Useless Landscape, or A Guide for Boys

D.A. Powell is in fine form in his fifth book of poems. After winning the Kingsley Tufts Poetry Award for 2009's Chronic, this collection spreads his talents so broadly that its poems are arranged in two parts: the somewhat grim melancholy of Useless Landscape and the more playful, edgy eroticism of A Guide for Boys. Combining his pleasure in puns and slang with more traditional language and structure (even sestinas and sonnets), Powell drifts over a landscape of central Californian flora, gay sex, 1970s funk, the physiology of aging, insect control and even high school marching bands.

Powell finds himself writing as an older man, "Winded, white-haired body. Splotchy skin./ A face uneven as a river jag/ and asperous as the mullein's flannel leaves." He reminisces about a promiscuous sexual encounter: "That's the way we talked./ We lived in an age of adolescence and irony./ Unless I'm thinking of another dude. That happens a lot." And the past sadly reminds him that "sorry is the heart/ that knows/ what's around the bend."

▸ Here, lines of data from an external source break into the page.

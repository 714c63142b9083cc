//! `adbundle.yaml` settings

use std::fs;
use std::io::ErrorKind;
use std::net::SocketAddr;
use std::path::{Path, PathBuf};

use serde::{Deserialize, Serialize};

use crate::error::{Result, config};

/// Settings file looked up in the working directory
pub const CONFIG_FILE: &str = "adbundle.yaml";

/// Directory under the user's data directory holding stored bundles
const DATA_DIR: &str = "adbundle";

const DEFAULT_BIND: &str = "127.0.0.1:3000";
const DEFAULT_PROGRAM: &str = "python3";
const DEFAULT_SCRIPT: &str = "scripts/convert_psd.py";
const DEFAULT_TIMEOUT_SECS: u64 = 120;
const DEFAULT_UPLOAD_LIMIT: usize = 50 * 1024 * 1024;

/// Top-level settings
#[derive(Debug, Clone, PartialEq, Serialize, Deserialize)]
#[serde(default, deny_unknown_fields)]
pub struct Settings {
    /// Address the HTTP server listens on
    pub bind: String,

    /// Where the file store keeps documents
    #[serde(skip_serializing_if = "Option::is_none")]
    pub data_dir: Option<PathBuf>,

    pub converter: ConverterSettings,

    /// Largest accepted upload body
    pub upload_limit_bytes: usize,
}

/// External conversion tool invocation
#[derive(Debug, Clone, PartialEq, Eq, Serialize, Deserialize)]
#[serde(default, deny_unknown_fields)]
pub struct ConverterSettings {
    pub program: String,
    /// Arguments placed before the archive path
    pub args: Vec<String>,
    pub timeout_secs: u64,
}

impl Default for Settings {
    fn default() -> Self {
        Self {
            bind: DEFAULT_BIND.to_string(),
            data_dir: None,
            converter: ConverterSettings::default(),
            upload_limit_bytes: DEFAULT_UPLOAD_LIMIT,
        }
    }
}

impl Default for ConverterSettings {
    fn default() -> Self {
        Self {
            program: DEFAULT_PROGRAM.to_string(),
            args: vec![DEFAULT_SCRIPT.to_string()],
            timeout_secs: DEFAULT_TIMEOUT_SECS,
        }
    }
}

impl Settings {
    /// Load settings.
    ///
    /// An explicit path must exist. Without one, `adbundle.yaml` in the
    /// working directory is used when present, defaults otherwise.
    pub fn load(path: Option<&Path>) -> Result<Self> {
        match path {
            Some(path) => Self::from_file(path),
            None => {
                let default = Path::new(CONFIG_FILE);
                match fs::read_to_string(default) {
                    Ok(content) => Self::parse(&content, default),
                    Err(e) if e.kind() == ErrorKind::NotFound => Ok(Self::default()),
                    Err(e) => Err(config::read_failed(default.display().to_string(), e.to_string())),
                }
            }
        }
    }

    pub fn from_file(path: &Path) -> Result<Self> {
        let content = fs::read_to_string(path)
            .map_err(|e| config::read_failed(path.display().to_string(), e.to_string()))?;
        Self::parse(&content, path)
    }

    /// Parse settings from YAML string
    pub fn from_yaml(yaml: &str) -> Result<Self> {
        let settings: Self = serde_yaml::from_str(yaml)?;
        settings.validate()?;
        Ok(settings)
    }

    fn parse(content: &str, path: &Path) -> Result<Self> {
        // An empty file is valid and means "all defaults"
        if content.trim().is_empty() {
            return Ok(Self::default());
        }
        let settings: Self = serde_yaml::from_str(content)
            .map_err(|e| config::parse_failed(path.display().to_string(), e.to_string()))?;
        settings.validate()?;
        Ok(settings)
    }

    fn validate(&self) -> Result<()> {
        self.bind_addr()?;
        if self.converter.program.trim().is_empty() {
            return Err(config::invalid("converter.program must not be empty"));
        }
        if self.converter.timeout_secs == 0 {
            return Err(config::invalid("converter.timeout_secs must be positive"));
        }
        if self.upload_limit_bytes == 0 {
            return Err(config::invalid("upload_limit_bytes must be positive"));
        }
        Ok(())
    }

    pub fn bind_addr(&self) -> Result<SocketAddr> {
        self.bind
            .parse()
            .map_err(|_| config::invalid(format!("bind '{}' is not a socket address", self.bind)))
    }

    /// Resolve the data directory: explicit override, then the settings
    /// file, then the platform data directory.
    pub fn data_dir(&self, explicit: Option<&Path>) -> Result<PathBuf> {
        if let Some(dir) = explicit {
            return Ok(dir.to_path_buf());
        }
        if let Some(dir) = &self.data_dir {
            return Ok(dir.clone());
        }
        let base = dirs::data_dir()
            .ok_or_else(|| config::invalid("Could not determine data directory"))?;
        Ok(base.join(DATA_DIR))
    }
}
//! Asset reference rewriting
//!
//! Converted HTML refers to its stylesheet and images by bundle-relative
//! paths (see [`grammar`]). Two addressing modes rewrite those references:
//!
//! - [`server`]: into `/asset/<encoded path>` URLs served by the HTTP API
//! - [`inline`]: into an embedded `<style>` block and `data:` image URIs, for
//!   dependency-free sandboxed previews
//!
//! Both modes work on a parsed document tree and serialize it back with a
//! literal doctype. A reference whose payload is missing is left untouched
//! and reported as a [`RewriteDiagnostic`]; it never fails the rewrite.

pub mod dom;
pub mod grammar;
pub mod inline;
pub mod server;

#[cfg(test)]
mod tests;

use std::fmt;

pub use inline::{inline_assets, inline_bundle};
pub use server::{asset_url, rewrite_bundle_for_server, rewrite_for_server};

/// Rewritten HTML plus what could not be resolved
#[derive(Debug, Clone, PartialEq, Eq)]
pub struct Rewrite {
    pub html: String,
    pub diagnostics: Vec<RewriteDiagnostic>,
}

/// A reference that was left as-is
#[derive(Debug, Clone, PartialEq, Eq)]
pub enum RewriteDiagnostic {
    MissingImage { reference: String },
    MissingStylesheet { reference: String },
    UndecodableImage { reference: String, reason: String },
}

impl fmt::Display for RewriteDiagnostic {
    fn fmt(&self, f: &mut fmt::Formatter<'_>) -> fmt::Result {
        match self {
            RewriteDiagnostic::MissingImage { reference } => {
                write!(f, "no image payload for '{reference}'")
            }
            RewriteDiagnostic::MissingStylesheet { reference } => {
                write!(f, "no stylesheet for '{reference}'")
            }
            RewriteDiagnostic::UndecodableImage { reference, reason } => {
                write!(f, "image payload for '{reference}' is not valid base64: {reason}")
            }
        }
    }
}

/// What payloads a bundle can serve
pub trait AssetLookup {
    fn has_stylesheet(&self) -> bool;
    fn has_image(&self, name: &str) -> bool;
}

impl AssetLookup for crate::domain::Bundle {
    fn has_stylesheet(&self) -> bool {
        !self.css.is_empty()
    }

    fn has_image(&self, name: &str) -> bool {
        self.images.contains_key(name)
    }
}

pub(crate) fn log_diagnostics(context: &str, diagnostics: &[RewriteDiagnostic]) {
    for diagnostic in diagnostics {
        tracing::warn!(bundle = %context, "{diagnostic}");
    }
}
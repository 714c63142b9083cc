//! Convert command implementation

use console::Style;

use super::helpers::{Context, print_json, runtime};
use crate::cli::{ConvertArgs, GlobalArgs};
use crate::error::{Result, fs as fs_error};
use crate::pipeline::{self, ConvertOutcome};
use crate::progress::ConversionSpinner;

/// Run the converter on a local archive and store the bundles
pub fn run(globals: &GlobalArgs, args: ConvertArgs) -> Result<()> {
    if !args.archive.is_file() {
        return Err(fs_error::read_failed(
            args.archive.display().to_string(),
            "not a file",
        ));
    }

    let ctx = Context::open(globals)?;
    let converter = ctx.converter();
    let rt = runtime()?;

    let spinner = ConversionSpinner::start(format!("Converting {}", args.archive.display()));
    let outcome = match rt.block_on(pipeline::convert_archive(
        &converter,
        &ctx.repo,
        &args.session,
        &args.archive,
    )) {
        Ok(outcome) => {
            spinner.finish();
            outcome
        }
        Err(e) => {
            spinner.abandon();
            return Err(e);
        }
    };

    if args.json {
        return print_json(&outcome);
    }
    print_outcome(&outcome);
    Ok(())
}

fn print_outcome(outcome: &ConvertOutcome) {
    println!(
        "{} {} bundle(s):",
        Style::new().bold().green().apply_to("Stored"),
        outcome.results.len()
    );
    for stored in &outcome.results {
        println!(
            "  {} -> {}",
            stored.filename,
            Style::new().cyan().apply_to(&stored.doc_id)
        );
    }

    if !outcome.warnings.is_empty() {
        println!();
        println!("{}", Style::new().bold().yellow().apply_to("Warnings:"));
        for warning in &outcome.warnings {
            println!("  {warning}");
        }
    }
}
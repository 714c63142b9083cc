use clap::Parser;

/// Arguments for the clear command
#[derive(Parser, Debug)]
#[command(after_help = "EXAMPLES:\n  \
                  Delete all stored bundles after confirming:\n    adbundle clear\n\n\
                  Delete without asking:\n    adbundle clear --yes")]
pub struct ClearArgs {
    /// Do not ask for confirmation
    #[arg(long, short = 'y')]
    pub yes: bool,
}
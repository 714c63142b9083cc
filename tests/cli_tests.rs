//! CLI surface tests

mod common;

use assert_cmd::Command;
use predicates::prelude::*;

#[allow(deprecated)]
fn adbundle_cmd() -> Command {
    let mut cmd = Command::cargo_bin("adbundle").unwrap();
    cmd.env_remove("ADBUNDLE_CONFIG");
    cmd.env_remove("ADBUNDLE_DATA_DIR");
    cmd
}

#[test]
fn test_help_lists_commands() {
    adbundle_cmd()
        .arg("--help")
        .assert()
        .success()
        .stdout(predicate::str::contains("serve"))
        .stdout(predicate::str::contains("convert"))
        .stdout(predicate::str::contains("package"))
        .stdout(predicate::str::contains("edit"));
}

#[test]
fn test_version_flag() {
    adbundle_cmd()
        .arg("--version")
        .assert()
        .success()
        .stdout(predicate::str::contains("adbundle"));
}

#[test]
fn test_version_command() {
    adbundle_cmd()
        .arg("version")
        .assert()
        .success()
        .stdout(predicate::str::contains("Build info:"));
}

#[test]
fn test_completions_bash() {
    adbundle_cmd()
        .args(["completions", "bash"])
        .assert()
        .success()
        .stdout(predicate::str::contains("adbundle"));
}

#[test]
fn test_completions_unknown_shell() {
    adbundle_cmd()
        .args(["completions", "tcsh"])
        .assert()
        .failure()
        .stderr(predicate::str::contains("Unknown shell: tcsh"));
}

#[test]
fn test_edit_help_shows_examples() {
    adbundle_cmd()
        .args(["edit", "--help"])
        .assert()
        .success()
        .stdout(predicate::str::contains("--parent-delay"))
        .stdout(predicate::str::contains("EXAMPLES"));
}

#[test]
fn test_unknown_command_fails() {
    adbundle_cmd().arg("install").assert().failure();
}

#[test]
fn test_explicit_config_must_exist() {
    let workspace = common::TestWorkspace::with_converter_output("{}");
    workspace
        .cmd()
        .args(["--config", "missing.yaml", "list"])
        .assert()
        .failure()
        .stderr(predicate::str::contains("missing.yaml"));
}

#[test]
fn test_invalid_config_is_reported() {
    let workspace = common::TestWorkspace::with_converter_output("{}");
    workspace.write_file("adbundle.yaml", b"bind: [not, a, string]\nunknown_key: 1\n");
    workspace
        .cmd()
        .arg("list")
        .assert()
        .failure()
        .stderr(predicate::str::contains("Error:"));
}

#[test]
fn test_partial_identity_is_rejected() {
    let workspace = common::TestWorkspace::with_converter_output("{}");
    workspace
        .cmd()
        .env("FIREBASE_ADMIN_PROJECT_ID", "demo-project")
        .arg("list")
        .assert()
        .failure()
        .stderr(predicate::str::contains("FIREBASE_ADMIN_CLIENT_EMAIL"));
}
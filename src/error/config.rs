//! Configuration errors

use super::AdBundleError;

/// Creates a config parse failed error
pub fn parse_failed(path: impl Into<String>, reason: impl Into<String>) -> AdBundleError {
    AdBundleError::ConfigParseFailed {
        path: path.into(),
        reason: reason.into(),
    }
}

/// Creates a config read failed error
pub fn read_failed(path: impl Into<String>, reason: impl Into<String>) -> AdBundleError {
    AdBundleError::ConfigReadFailed {
        path: path.into(),
        reason: reason.into(),
    }
}

/// Creates an invalid config error
pub fn invalid(message: impl Into<String>) -> AdBundleError {
    AdBundleError::ConfigInvalid {
        message: message.into(),
    }
}

/// Creates a missing credential error
pub fn missing_credential(variable: impl Into<String>) -> AdBundleError {
    AdBundleError::MissingCredential {
        variable: variable.into(),
    }
}
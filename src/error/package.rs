//! Package assembly errors

use super::AdBundleError;

/// Creates an image decode error naming the failing image
pub fn image_invalid(image: impl Into<String>, reason: impl Into<String>) -> AdBundleError {
    AdBundleError::PackageImageInvalid {
        image: image.into(),
        reason: reason.into(),
    }
}

pub fn assembly_failed(message: impl Into<String>) -> AdBundleError {
    AdBundleError::PackageFailed {
        message: message.into(),
    }
}
//! Command helper utilities

use std::path::Path;
use std::sync::Arc;

use serde::Serialize;

use crate::cli::GlobalArgs;
use crate::config::{ServiceIdentity, Settings, identity};
use crate::converter::Converter;
use crate::error::{Result, fs as fs_error};
use crate::store::{BundleRepository, FileStore};

/// Settings and storage resolved from the global options
pub struct Context {
    pub settings: Settings,
    pub repo: BundleRepository,
}

impl Context {
    /// Load settings, pick the store namespace from the service identity and
    /// open the file store under the data directory.
    pub fn open(globals: &GlobalArgs) -> Result<Self> {
        let settings = Settings::load(globals.config.as_deref())?;
        let service_identity = ServiceIdentity::from_env()?;
        let data_dir = settings.data_dir(globals.data_dir.as_deref())?;
        let store = FileStore::open(&data_dir, identity::namespace(service_identity.as_ref()))?;
        tracing::debug!(root = %store.root().display(), "opened document store");

        Ok(Self {
            settings,
            repo: BundleRepository::new(Arc::new(store)),
        })
    }

    pub fn converter(&self) -> Converter {
        Converter::from_settings(&self.settings.converter)
    }
}

/// Runtime for commands that drive async work
pub fn runtime() -> Result<tokio::runtime::Runtime> {
    tokio::runtime::Builder::new_multi_thread()
        .enable_all()
        .build()
        .map_err(|e| fs_error::io_error(format!("Failed to start async runtime: {e}")))
}

/// Write `bytes` to `path`, creating parent directories
pub fn write_file(path: &Path, bytes: &[u8]) -> Result<()> {
    if let Some(parent) = path.parent().filter(|p| !p.as_os_str().is_empty()) {
        std::fs::create_dir_all(parent)
            .map_err(|e| fs_error::write_failed(parent.display().to_string(), e.to_string()))?;
    }
    std::fs::write(path, bytes)
        .map_err(|e| fs_error::write_failed(path.display().to_string(), e.to_string()))
}

pub fn print_json<T: Serialize>(value: &T) -> Result<()> {
    println!("{}", serde_json::to_string_pretty(value)?);
    Ok(())
}
//! Configuration for adbundle
//!
//! This module contains:
//! - `adbundle.yaml` - server, storage and converter settings
//! - the persistence service identity read from the environment

pub mod identity;
pub mod settings;

pub use identity::ServiceIdentity;
pub use settings::{CONFIG_FILE, ConverterSettings, Settings};
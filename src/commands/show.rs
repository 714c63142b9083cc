//! Show command implementation

use chrono::SecondsFormat;
use console::Style;

use super::helpers::Context;
use crate::cli::{GlobalArgs, ShowArgs};
use crate::dimensions::extract_dimensions;
use crate::domain::Bundle;
use crate::error::Result;
use crate::hash;
use crate::package;
use crate::rewrite::{self, RewriteDiagnostic};

pub fn run(globals: &GlobalArgs, args: ShowArgs) -> Result<()> {
    let ctx = Context::open(globals)?;
    let bundle = ctx.repo.load(&args.id)?;
    let served = rewrite::rewrite_bundle_for_server(&bundle);

    if args.html {
        println!("{}", served.html);
        return Ok(());
    }
    show_bundle(&bundle, &served.diagnostics);
    Ok(())
}

fn show_bundle(bundle: &Bundle, diagnostics: &[RewriteDiagnostic]) {
    let label = Style::new().bold();
    let dimensions = extract_dimensions(&bundle.html);

    println!("{}", Style::new().bold().yellow().apply_to(&bundle.id));
    println!("  {} {}", label.apply_to("Session:"), bundle.session_id);
    println!(
        "  {} {}",
        label.apply_to("Created:"),
        bundle
            .created_at
            .to_rfc3339_opts(SecondsFormat::Millis, true)
    );
    println!(
        "  {} {} x {}",
        label.apply_to("Size:"),
        dimensions.width,
        dimensions.height
    );
    println!("  {} {} bytes", label.apply_to("HTML:"), bundle.html.len());
    if bundle.has_stylesheet() {
        println!("  {} {} bytes", label.apply_to("Stylesheet:"), bundle.css.len());
    } else {
        println!("  {} none", label.apply_to("Stylesheet:"));
    }

    println!("  {} {}", label.apply_to("Images:"), bundle.images.len());
    for (name, payload) in &bundle.images {
        match payload.decode(name) {
            Ok(bytes) => println!("    {name} ({} bytes)", bytes.len()),
            Err(e) => println!("    {name} {}", Style::new().red().apply_to(e)),
        }
    }

    match package::entries(bundle) {
        Ok(entries) => println!(
            "  {} {}",
            label.apply_to("Package:"),
            Style::new().dim().apply_to(hash::package_digest(&entries))
        ),
        Err(e) => println!(
            "  {} {}",
            label.apply_to("Package:"),
            Style::new().red().apply_to(e)
        ),
    }

    if !diagnostics.is_empty() {
        println!("  {}", Style::new().bold().yellow().apply_to("Warnings:"));
        for diagnostic in diagnostics {
            println!("    {diagnostic}");
        }
    }
}
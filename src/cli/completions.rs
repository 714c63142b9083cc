use clap::Parser;

/// Arguments for completions command
#[derive(Parser, Debug)]
#[command(after_help = "EXAMPLES:\n  \
                  Generate bash completions:\n    adbundle completions bash > ~/.bash_completion.d/adbundle\n\n\
                  Generate zsh completions:\n    adbundle completions zsh > ~/.zfunc/_adbundle\n\n\
                  Generate fish completions:\n    adbundle completions fish > ~/.config/fish/completions/adbundle.fish\n\n\
                  Generate PowerShell completions:\n    adbundle completions powershell")]
pub struct CompletionsArgs {
    /// Shell type (bash, elvish, fish, powershell, zsh)
    pub shell: String,
}
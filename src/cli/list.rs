use clap::Parser;

/// Arguments for the list command
#[derive(Parser, Debug)]
#[command(after_help = "EXAMPLES:\n  \
                  List all stored bundles:\n    adbundle list\n\n\
                  List one session as JSON:\n    adbundle list --session s1 --json")]
pub struct ListArgs {
    /// Only list bundles of this session
    #[arg(long, short = 's')]
    pub session: Option<String>,

    /// Print the listing as JSON
    #[arg(long)]
    pub json: bool,
}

However, the poem "A Little Less Kettledrum, Please" perhaps best captures Powell's more prevalent tone of fun and optimism. Adrift in his school's clumsy marching band, he keeps a wary eye: "We do a scramble pattern then./ That's when I imagine I am to be struck/ by the first trombone." As they finally leave the field, Powell proudly notes that "I may be the least of the piccolos,/ But mine's the tune you'll whistle as you leave." This new collection may not leave you whistling, but it should leave you smiling. --Bruce Jacobs, founding partner, Watermark Books & Cafe, Wichita, Kan.